Id. at 714 (footnote omitted).
We now hold that the portion of the petitioners' income from the operation of businesses and leases of buildings upon tax-exempt land that represents the fair rental value of the land itself is not "derived directly" from the land under the Capoeman test. Accordingly, that portion of the petitioners' income is not exempt from federal income tax.
If, as Critzer held, the income from the businesses and buildings on the tax exempt land was not derived directly from the land, it is difficult to understand how the portion of that income reflecting the fair rental value of the land itself could be viewed as derived directly from the land. The rental value of the land did not provide any direct income to the petitioners. At most, the land reduced the petitioners' expenses in operating their businesses and rental properties, since if they had had to pay rent for the land, their income from those commercial ventures would have been less. This reduction in the expenses of their business operations was not income derived directly from the land upon which they conducted those businesses.
Under the Capoeman test, Indian income is not tax exempt merely because the tax-exempt land contributed to the production of the income. To be tax exempt, the income must have been derived "directly" from the land. The portion of the petitioners' income reflecting the fair rental value of the land does not satisfy that requirement.

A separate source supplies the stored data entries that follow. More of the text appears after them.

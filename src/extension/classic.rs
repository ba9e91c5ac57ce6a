//! Classic controller extension: a fixed group layout plus the encoder that
//! packs derived state into the peripheral's 8-byte register frame.
//!
//! The field layout is a protocol constant. Byte offsets, bit slices and the
//! inverted button polarity must match the physical peripheral's register
//! map, or downstream bus consumers will misparse the frame.

use crate::controller::emulated::{ControllerError, ControllerState, EmulatedController, GroupId};
use crate::controller::group::{ControlGroup, StickState};
use crate::controller::reference::ControlState;
use crate::extension::Extension;
use tracing::error;

/// Size of one register frame.
pub const FRAME_SIZE: usize = 8;

pub const STICK_CENTER: u8 = 0x80;
pub const STICK_RADIUS: u8 = 0x7F;
pub const TRIGGER_RANGE: u8 = 0xFF;

/// Frame byte offsets.
pub const OFFSET_LX: usize = 0;
pub const OFFSET_LY: usize = 1;
pub const OFFSET_RY: usize = 2;
pub const OFFSET_LT: usize = 3;
/// Bits 7:3 carry the RX high slice, bits 2:0 a coarse LT duplicate.
pub const OFFSET_RX_HIGH: usize = 4;
/// Bits 7:6 carry the RX mid slice, bit 5 the RX low slice, bits 4:0 RT.
pub const OFFSET_RX_LOW: usize = 5;
/// 16-bit button field, little-endian, pressed bits cleared on the wire.
pub const OFFSET_BUTTONS: usize = 6;

// Pressed-mask bit positions (pre-inversion).
pub const BUTTON_A: u16 = 0x1000;
pub const BUTTON_B: u16 = 0x4000;
pub const BUTTON_X: u16 = 0x0800;
pub const BUTTON_Y: u16 = 0x2000;
pub const BUTTON_ZL: u16 = 0x8000;
pub const BUTTON_ZR: u16 = 0x0400;
pub const BUTTON_MINUS: u16 = 0x0010;
pub const BUTTON_PLUS: u16 = 0x0004;
pub const BUTTON_HOME: u16 = 0x0008;
pub const PAD_UP: u16 = 0x0100;
pub const PAD_DOWN: u16 = 0x0040;
pub const PAD_LEFT: u16 = 0x0200;
pub const PAD_RIGHT: u16 = 0x0080;
pub const TRIGGER_L: u16 = 0x0020;
pub const TRIGGER_R: u16 = 0x0002;

pub const BUTTON_NAMES: [&str; 9] = ["A", "B", "X", "Y", "ZL", "ZR", "-", "+", "Home"];
pub const DPAD_NAMES: [&str; 4] = ["Up", "Down", "Left", "Right"];
pub const TRIGGER_NAMES: [&str; 2] = ["L", "R"];

/// Bit tables in the groups' control order.
const BUTTON_BITS: [u16; 9] = [
    BUTTON_A,
    BUTTON_B,
    BUTTON_X,
    BUTTON_Y,
    BUTTON_ZL,
    BUTTON_ZR,
    BUTTON_MINUS,
    BUTTON_PLUS,
    BUTTON_HOME,
];
const DPAD_BITS: [u16; 4] = [PAD_UP, PAD_DOWN, PAD_LEFT, PAD_RIGHT];
const TRIGGER_BITS: [u16; 2] = [TRIGGER_L, TRIGGER_R];
const TRIGGER_COUNT: usize = 2;

/// Identification bytes, transmitted verbatim.
pub const IDENTIFIER: [u8; 6] = [0x00, 0x00, 0xA4, 0x20, 0x01, 0x01];

/// Factory calibration block (stick max/min/center per axis, trigger
/// neutral points, checksum), transmitted verbatim.
pub const CALIBRATION: [u8; 16] = [
    0xFF, 0x00, 0x80, // LX
    0xFF, 0x00, 0x80, // LY
    0xFF, 0x00, 0x80, // RX
    0xFF, 0x00, 0x80, // RY
    0x00, 0x00, // trigger neutral
    0x51, 0xA6, // checksum
];

/// Sub-field views of the 8-bit right-stick X register. The physical
/// peripheral packs this axis into slices spread over two byte positions;
/// consumers reassemble the value from all three fields.
#[derive(Clone, Copy, Debug, PartialEq, Eq)]
pub struct RightStickSplit {
    /// Bit 0, taken from the unshifted value.
    pub low: u8,
    /// Bits 2:1, taken from the value shifted right once.
    pub mid: u8,
    /// Bits 7:3, taken from the value shifted right three times.
    pub high: u8,
}

pub fn split_right_stick(value: u8) -> RightStickSplit {
    RightStickSplit {
        low: value & 0x01,
        mid: (value >> 1) & 0x03,
        high: (value >> 3) & 0x1F,
    }
}

pub fn join_right_stick(split: RightStickSplit) -> u8 {
    split.low | (split.mid << 1) | (split.high << 3)
}

/// Map a calibrated axis in [-1, 1] onto an 8-bit register around `center`.
/// The cast truncates; wrap-around matches the hardware register width.
fn map_axis(value: ControlState, center: u8, radius: u8) -> u8 {
    (center as i32 + (value * radius as f64) as i32) as u8
}

fn map_trigger(value: ControlState) -> u8 {
    (value.clamp(0.0, 1.0) * TRIGGER_RANGE as f64) as u8
}

/// Emulated Classic controller: fixed group layout over an
/// [`EmulatedController`], plus the register-frame encoder.
pub struct ClassicController {
    controller: EmulatedController,
    buttons: GroupId,
    dpad: GroupId,
    left_stick: GroupId,
    right_stick: GroupId,
    triggers: GroupId,
}

impl ClassicController {
    pub fn new() -> Self {
        let mut state = ControllerState::default();
        let buttons = state.add_group(ControlGroup::buttons("Buttons", &BUTTON_NAMES));
        let dpad = state.add_group(ControlGroup::buttons("D-Pad", &DPAD_NAMES));
        let left_stick = state.add_group(ControlGroup::analog_stick("Left Stick"));
        let right_stick = state.add_group(ControlGroup::analog_stick("Right Stick"));
        let triggers = state.add_group(ControlGroup::mixed_triggers("Triggers", &TRIGGER_NAMES));

        Self {
            controller: EmulatedController::new("Classic Controller", state),
            buttons,
            dpad,
            left_stick,
            right_stick,
            triggers,
        }
    }

    pub fn controller(&self) -> &EmulatedController {
        &self.controller
    }

    /// Shaped stick output, or neutral when the group is disabled.
    fn stick(&self, state: &ControllerState, id: GroupId) -> Result<StickState, ControllerError> {
        let group = state.group(id)?;
        if !group.is_enabled() {
            return Ok(StickState::default());
        }
        Ok(group.stick_state()?)
    }

    /// Logical pressed-mask over buttons, d-pad and trigger digital bits,
    /// with the trigger analog channels riding along. Disabled groups
    /// contribute nothing.
    fn derive_mask(
        &self,
        state: &ControllerState,
        analog_out: &mut [ControlState; TRIGGER_COUNT],
    ) -> Result<u16, ControllerError> {
        let mut mask = 0u16;

        let buttons = state.group(self.buttons)?;
        if buttons.is_enabled() {
            buttons.button_mask(&mut mask, &BUTTON_BITS)?;
        }

        let dpad = state.group(self.dpad)?;
        if dpad.is_enabled() {
            dpad.button_mask(&mut mask, &DPAD_BITS)?;
        }

        let triggers = state.group(self.triggers)?;
        if triggers.is_enabled() {
            triggers.triggers_state(&mut mask, &TRIGGER_BITS, analog_out)?;
        }

        Ok(mask)
    }
}

impl Default for ClassicController {
    fn default() -> Self {
        Self::new()
    }
}

impl Extension for ClassicController {
    fn name(&self) -> &str {
        self.controller.name()
    }

    fn identifier(&self) -> &'static [u8] {
        &IDENTIFIER
    }

    fn calibration(&self) -> &'static [u8] {
        &CALIBRATION
    }

    fn frame_len(&self) -> usize {
        FRAME_SIZE
    }

    fn encode_frame(&self, out: &mut [u8]) -> Result<(), ControllerError> {
        if out.len() != FRAME_SIZE {
            return Err(ControllerError::FrameSize {
                expected: FRAME_SIZE,
                got: out.len(),
            });
        }

        // One lock scope: every group is sampled against the same snapshot.
        let state = self.controller.state_lock();

        let left = self.stick(&state, self.left_stick)?;
        let right = self.stick(&state, self.right_stick)?;
        let mut analog = [0.0; TRIGGER_COUNT];
        let mask = self.derive_mask(&state, &mut analog)?;
        drop(state);

        let rx = split_right_stick(map_axis(right.x, STICK_CENTER, STICK_RADIUS));
        let lt = map_trigger(analog[0]);
        let rt = map_trigger(analog[1]);

        let mut frame = [0u8; FRAME_SIZE];
        frame[OFFSET_LX] = map_axis(left.x, STICK_CENTER, STICK_RADIUS);
        frame[OFFSET_LY] = map_axis(left.y, STICK_CENTER, STICK_RADIUS);
        frame[OFFSET_RY] = map_axis(right.y, STICK_CENTER, STICK_RADIUS);
        frame[OFFSET_LT] = lt;
        frame[OFFSET_RX_HIGH] = (rx.high << 3) | (lt >> 5);
        frame[OFFSET_RX_LOW] = (rx.mid << 6) | (rx.low << 5) | (rt >> 3);
        // The peripheral reports pressed as a cleared bit.
        frame[OFFSET_BUTTONS..OFFSET_BUTTONS + 2].copy_from_slice(&(!mask).to_le_bytes());

        out.copy_from_slice(&frame);
        Ok(())
    }

    fn is_button_pressed(&self) -> bool {
        let state = self.controller.state_lock();
        let mut analog = [0.0; TRIGGER_COUNT];
        match self.derive_mask(&state, &mut analog) {
            Ok(mask) => mask != 0,
            Err(err) => {
                // Unreachable for a layout built by `new`; surface it anyway.
                error!("Pressed-mask derivation failed: {}", err);
                false
            }
        }
    }
}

The conclusion we reach here is in accord with the recent decision of the Ninth Circuit in Dillon v. United States, 792 F.2d 849 (9th Cir.1986). There Indians who operated a smokeshop on allotted tribal land sought an exemption from federal income taxes for their income from the smokeshop or, alternatively, from the "portion of their income equal to the fair rental value of their property." Id. at 857. In affirming the tax court's rejection of the latter argument, the court of appeals stated:
This allocation argument is essentially another attempt by taxpayers to broaden the rule in Capoeman to exempt smok-eshop income. The government's perspective on this issue is correct: "The simple answer to taxpayers' argument is that they did not receive any rental income with respect to their trust properties."
We reject taxpayers' allocation theory of exemption for two reasons. First allocating imputed rent income to the trust property is not required or permitted under the Capoeman rule. The bare land's fair rental value bears no rational relationship to the amount of income "derived directly" from the improved land. Such allocation would permit exemption of all income from a business on trust land up to the land's fair rental value, even where the income is otherwise clearly outside the "derived directly" standard of Capoeman (for example, selling stocks and bonds from a telephone booth on trust land). See Critzer, 597 F.2d at 713.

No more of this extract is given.